Stored data entries:
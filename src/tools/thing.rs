use super::{Lifecycle, Tool, ToolContext};
use crate::canvas::{Canvas, Color, Font};
use crate::grid::{snap_point_to_cell, thing_scale};
use crate::input::{InputEvent, Key, MouseButton};
use crate::plan::Plan;
use crate::things::{Facing, Thing};
use crate::tools::room::CROSSHAIR_COLOR;

pub const PANEL_WIDTH: i32 = 225;
const CROSSHAIR_ARM: i32 = 96;

/// Places things, selects them and turns the selected one with the arrow
/// keys. The system cursor is hidden in favour of a small crosshair except
/// over the info panel.
#[derive(Default)]
pub struct ThingTool {
    show_info: bool,
    selected: Option<usize>,
    over_panel: bool,
    crosshair: [i32; 2],
}

impl ThingTool {
    fn on_input(&mut self, ctx: &mut ToolContext<'_>, event: &InputEvent, cursor: [i32; 2]) {
        let facing = match event {
            InputEvent::Key(Key::Char('e' | 'E')) => {
                self.show_info = !self.show_info;
                self.track_pointer(ctx, cursor);
                return;
            }
            InputEvent::Key(Key::Right) => Facing::East,
            InputEvent::Key(Key::Up) => Facing::North,
            InputEvent::Key(Key::Left) => Facing::West,
            InputEvent::Key(Key::Down) => Facing::South,
            InputEvent::MouseDown(MouseButton::Left) => {
                let scale = thing_scale(ctx.plan.cell_scale());
                match ctx.plan.things.place_or_select(cursor, scale) {
                    Ok(placement) => {
                        self.selected = Some(placement.index());
                        self.show_info = true;
                    }
                    Err(e) => ctx.status.warning(e),
                }
                return;
            }
            InputEvent::MouseMove { .. } => {
                self.track_pointer(ctx, cursor);
                return;
            }
            _ => return,
        };

        if let Err(e) = ctx.plan.things.set_facing(self.selected, facing) {
            ctx.status.warning(e);
        }
    }

    /// The system cursor only shows over the open info panel.
    fn track_pointer(&mut self, ctx: &mut ToolContext<'_>, cursor: [i32; 2]) {
        self.over_panel = self.show_info && cursor[0] < PANEL_WIDTH;
        ctx.cursor.visible = self.over_panel;
        if !self.over_panel {
            self.crosshair = cursor;
        }
    }

    fn draw_panel(&self, canvas: &mut dyn Canvas, plan: &Plan) {
        let (_, h) = canvas.size();
        canvas.fill_rect(0, 0, PANEL_WIDTH, h, Color::BLACK);
        for i in 1..50 {
            let y = (h as f32 - (i as f32 / 50.0).tan() * 50.0) as i32;
            canvas.draw_line(0, y, PANEL_WIDTH, y, Color::rgba(255, 255, 255, 60));
        }

        let Some((index, thing)) = self
            .selected
            .and_then(|i| plan.things.get(i).map(|t| (i, t)))
        else {
            canvas.draw_text(0, 0, "No thing selected.", Font::Small, Color::WHITE);
            return;
        };

        let mut y = 0;
        for line in info_lines(index, thing) {
            let (_, lh) = canvas.draw_text(0, y, &line, Font::Small, Color::WHITE);
            y += lh + 2;
        }
        y += Font::Small.line_height();

        // facing indicator
        let size = PANEL_WIDTH / 2;
        canvas.fill_rect(0, y, size + 4, size + 4, Color::rgb(20, 60, 20));
        canvas.fill_rect(0, y, size, size, Color::rgb(30, 200, 30));
        let center = [size / 2, y + size / 2];
        let [dx, dy] = thing.facing.direction();
        canvas.draw_line(
            center[0],
            center[1],
            center[0] + dx * size / 2,
            center[1] + dy * size / 2,
            Color::WHITE,
        );
    }
}

fn info_lines(index: usize, thing: &Thing) -> Vec<String> {
    vec![
        format!("Thing index {index}."),
        "----------------".to_string(),
        format!("flags    = {}", thing.flags),
        format!("position = ({}, {})", thing.position[0], thing.position[1]),
        format!("type     = {}", thing.kind),
        format!("facing   = {:?}", thing.facing),
    ]
}

impl Tool for ThingTool {
    fn handle_event(
        &mut self,
        ctx: &mut ToolContext<'_>,
        event: Option<&InputEvent>,
        cursor: [i32; 2],
        signal: Lifecycle,
    ) {
        match signal {
            Lifecycle::Begin => {
                // the pointer may have moved while another tool was active
                self.crosshair = cursor;
                self.track_pointer(ctx, cursor);
            }
            Lifecycle::Stop => ctx.cursor.visible = true,
            Lifecycle::Reset => {
                self.show_info = false;
                self.selected = None;
                self.over_panel = false;
                ctx.cursor.visible = false;
            }
            Lifecycle::Normal => {
                if let Some(event) = event {
                    self.on_input(ctx, event, cursor);
                }
            }
        }
    }

    fn draw(&self, canvas: &mut dyn Canvas, plan: &Plan, cursor: [i32; 2], ticks_ms: u64) {
        let scale = thing_scale(plan.cell_scale());
        let pulse = (ticks_ms as f32 / 100.0).sin().abs();

        let [hx, hy] = snap_point_to_cell(cursor, scale);
        canvas.fill_rect(hx, hy, scale, scale, Color::rgba(255, 255, 0, (255.0 * pulse) as u8));

        if let Some(thing) = self.selected.and_then(|i| plan.things.get(i)) {
            let [x, y] = thing.position;
            let alpha = (255.0 * (pulse / 2.0 + 0.5)) as u8;
            canvas.draw_rect(x - 4, y - 4, scale + 8, scale + 8, Color::rgba(0, 255, 0, alpha));
        }

        let [mx, my] = if self.over_panel { self.crosshair } else { cursor };
        let half = scale / 2;
        canvas.draw_line(mx, my - CROSSHAIR_ARM, mx, my - half, CROSSHAIR_COLOR);
        canvas.draw_line(mx, my + half, mx, my + CROSSHAIR_ARM, CROSSHAIR_COLOR);
        canvas.draw_line(mx - CROSSHAIR_ARM, my, mx - half, my, CROSSHAIR_COLOR);
        canvas.draw_line(mx + half, my, mx + CROSSHAIR_ARM, my, CROSSHAIR_COLOR);
        canvas.draw_rect(mx - half, my - half, scale, scale, CROSSHAIR_COLOR);

        if self.show_info {
            self.draw_panel(canvas, plan);
        }
    }
}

WORK ITEM |
Across the preceding records, count the lines with the word "Option" in them and give that figure alone.

REPLY |
2